> **Assignment**: Whenever a line contains "filename", include it in the count; reply with the number of such lines in the data and nothing else.

> **Given data**:
>>>

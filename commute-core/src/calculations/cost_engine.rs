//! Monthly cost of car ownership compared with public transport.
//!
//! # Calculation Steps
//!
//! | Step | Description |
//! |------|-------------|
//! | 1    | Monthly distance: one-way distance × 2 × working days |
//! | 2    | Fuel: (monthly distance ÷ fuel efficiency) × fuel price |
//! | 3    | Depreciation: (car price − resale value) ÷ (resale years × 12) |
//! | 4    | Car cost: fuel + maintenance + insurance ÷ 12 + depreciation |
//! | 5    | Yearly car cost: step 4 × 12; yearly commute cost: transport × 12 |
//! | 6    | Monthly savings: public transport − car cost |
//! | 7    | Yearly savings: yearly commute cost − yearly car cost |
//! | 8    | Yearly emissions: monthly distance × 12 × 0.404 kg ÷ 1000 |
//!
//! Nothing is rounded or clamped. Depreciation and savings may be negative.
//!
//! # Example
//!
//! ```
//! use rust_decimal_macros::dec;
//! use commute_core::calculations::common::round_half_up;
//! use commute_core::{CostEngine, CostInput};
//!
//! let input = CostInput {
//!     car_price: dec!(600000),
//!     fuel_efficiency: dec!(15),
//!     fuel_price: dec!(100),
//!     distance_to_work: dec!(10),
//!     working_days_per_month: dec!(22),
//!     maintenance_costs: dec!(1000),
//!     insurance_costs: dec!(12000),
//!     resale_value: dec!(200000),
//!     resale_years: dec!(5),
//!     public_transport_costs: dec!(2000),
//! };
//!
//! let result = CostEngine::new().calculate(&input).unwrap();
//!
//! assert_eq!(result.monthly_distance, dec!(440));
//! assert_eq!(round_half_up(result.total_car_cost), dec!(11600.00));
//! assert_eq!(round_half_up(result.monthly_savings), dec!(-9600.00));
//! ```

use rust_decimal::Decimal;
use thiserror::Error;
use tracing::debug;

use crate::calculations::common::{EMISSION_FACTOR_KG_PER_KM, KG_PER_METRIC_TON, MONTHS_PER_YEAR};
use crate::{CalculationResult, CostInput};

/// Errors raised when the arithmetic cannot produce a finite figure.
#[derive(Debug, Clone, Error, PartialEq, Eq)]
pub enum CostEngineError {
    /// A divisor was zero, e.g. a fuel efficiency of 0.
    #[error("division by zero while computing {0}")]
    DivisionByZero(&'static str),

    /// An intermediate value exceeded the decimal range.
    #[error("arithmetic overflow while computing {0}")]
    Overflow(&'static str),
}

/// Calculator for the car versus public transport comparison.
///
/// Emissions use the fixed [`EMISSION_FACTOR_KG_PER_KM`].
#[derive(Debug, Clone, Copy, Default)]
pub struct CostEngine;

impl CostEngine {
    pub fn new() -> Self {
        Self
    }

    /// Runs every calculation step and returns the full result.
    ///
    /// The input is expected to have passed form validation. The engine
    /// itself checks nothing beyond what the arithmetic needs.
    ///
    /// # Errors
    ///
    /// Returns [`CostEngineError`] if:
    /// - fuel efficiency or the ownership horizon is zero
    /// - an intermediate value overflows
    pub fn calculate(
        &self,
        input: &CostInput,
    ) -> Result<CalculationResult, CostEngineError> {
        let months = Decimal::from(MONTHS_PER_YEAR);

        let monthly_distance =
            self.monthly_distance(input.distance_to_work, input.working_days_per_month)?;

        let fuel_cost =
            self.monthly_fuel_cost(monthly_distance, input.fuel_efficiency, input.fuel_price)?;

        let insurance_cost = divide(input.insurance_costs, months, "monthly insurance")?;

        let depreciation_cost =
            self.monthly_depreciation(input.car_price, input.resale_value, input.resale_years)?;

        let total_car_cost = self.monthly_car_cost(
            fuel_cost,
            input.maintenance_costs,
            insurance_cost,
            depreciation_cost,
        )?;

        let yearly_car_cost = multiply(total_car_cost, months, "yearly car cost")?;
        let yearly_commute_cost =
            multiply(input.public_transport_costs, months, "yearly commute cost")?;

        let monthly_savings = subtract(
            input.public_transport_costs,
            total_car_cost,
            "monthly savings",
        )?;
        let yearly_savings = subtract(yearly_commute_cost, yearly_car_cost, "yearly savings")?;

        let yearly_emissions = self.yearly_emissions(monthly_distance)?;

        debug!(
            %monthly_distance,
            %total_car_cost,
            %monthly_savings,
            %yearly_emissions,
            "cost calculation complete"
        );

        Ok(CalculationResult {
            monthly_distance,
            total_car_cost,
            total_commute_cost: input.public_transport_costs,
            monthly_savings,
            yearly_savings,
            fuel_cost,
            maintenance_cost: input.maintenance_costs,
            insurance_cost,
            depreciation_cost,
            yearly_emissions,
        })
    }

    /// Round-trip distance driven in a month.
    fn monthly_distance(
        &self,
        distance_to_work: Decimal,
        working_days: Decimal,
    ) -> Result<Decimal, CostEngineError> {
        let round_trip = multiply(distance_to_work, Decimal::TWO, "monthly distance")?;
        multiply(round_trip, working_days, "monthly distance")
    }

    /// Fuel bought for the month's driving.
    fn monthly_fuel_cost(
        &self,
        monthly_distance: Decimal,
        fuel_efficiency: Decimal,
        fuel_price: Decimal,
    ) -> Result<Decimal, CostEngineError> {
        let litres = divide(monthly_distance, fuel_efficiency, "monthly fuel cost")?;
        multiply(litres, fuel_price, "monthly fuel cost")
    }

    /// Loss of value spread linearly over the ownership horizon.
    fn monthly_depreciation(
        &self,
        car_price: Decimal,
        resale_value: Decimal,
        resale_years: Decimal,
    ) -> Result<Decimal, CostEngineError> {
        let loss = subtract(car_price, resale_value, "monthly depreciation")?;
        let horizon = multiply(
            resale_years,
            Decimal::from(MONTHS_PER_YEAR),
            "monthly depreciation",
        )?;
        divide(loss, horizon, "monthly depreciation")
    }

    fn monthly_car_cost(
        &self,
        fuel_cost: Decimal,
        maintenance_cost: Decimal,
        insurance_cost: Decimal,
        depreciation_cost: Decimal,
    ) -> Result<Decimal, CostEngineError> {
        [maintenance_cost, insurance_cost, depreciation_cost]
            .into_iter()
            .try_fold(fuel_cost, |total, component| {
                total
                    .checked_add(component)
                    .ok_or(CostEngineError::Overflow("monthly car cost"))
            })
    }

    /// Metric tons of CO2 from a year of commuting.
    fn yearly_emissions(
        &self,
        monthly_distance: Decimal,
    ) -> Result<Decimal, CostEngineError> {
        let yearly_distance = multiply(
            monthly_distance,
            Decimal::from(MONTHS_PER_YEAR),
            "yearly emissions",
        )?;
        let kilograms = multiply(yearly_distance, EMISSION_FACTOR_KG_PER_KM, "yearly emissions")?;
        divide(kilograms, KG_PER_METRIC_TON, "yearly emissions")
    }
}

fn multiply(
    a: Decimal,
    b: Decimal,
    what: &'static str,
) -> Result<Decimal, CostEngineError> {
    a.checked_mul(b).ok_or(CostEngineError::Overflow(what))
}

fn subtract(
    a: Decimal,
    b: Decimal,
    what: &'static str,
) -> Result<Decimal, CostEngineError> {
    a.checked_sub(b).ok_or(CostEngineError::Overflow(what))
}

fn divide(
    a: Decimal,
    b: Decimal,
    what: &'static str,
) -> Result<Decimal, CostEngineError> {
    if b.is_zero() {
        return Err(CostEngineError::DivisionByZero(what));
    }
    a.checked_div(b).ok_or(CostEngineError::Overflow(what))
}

<<<
>>>

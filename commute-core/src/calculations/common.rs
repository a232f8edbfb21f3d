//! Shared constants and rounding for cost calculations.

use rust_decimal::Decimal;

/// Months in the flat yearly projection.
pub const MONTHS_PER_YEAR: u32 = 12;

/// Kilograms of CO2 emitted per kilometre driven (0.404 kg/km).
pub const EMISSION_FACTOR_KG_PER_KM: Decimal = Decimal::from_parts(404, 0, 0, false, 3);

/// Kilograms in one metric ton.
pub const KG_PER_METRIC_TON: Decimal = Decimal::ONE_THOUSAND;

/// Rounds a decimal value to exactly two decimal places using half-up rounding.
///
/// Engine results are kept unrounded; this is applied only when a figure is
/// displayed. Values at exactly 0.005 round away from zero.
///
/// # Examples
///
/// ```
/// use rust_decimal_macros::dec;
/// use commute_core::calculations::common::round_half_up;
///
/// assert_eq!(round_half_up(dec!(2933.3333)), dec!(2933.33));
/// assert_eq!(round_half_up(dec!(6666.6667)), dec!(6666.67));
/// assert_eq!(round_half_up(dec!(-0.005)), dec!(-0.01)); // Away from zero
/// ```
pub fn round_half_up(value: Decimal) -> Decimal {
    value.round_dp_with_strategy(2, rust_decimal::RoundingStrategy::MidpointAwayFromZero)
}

<<<

> **Answer section**: 2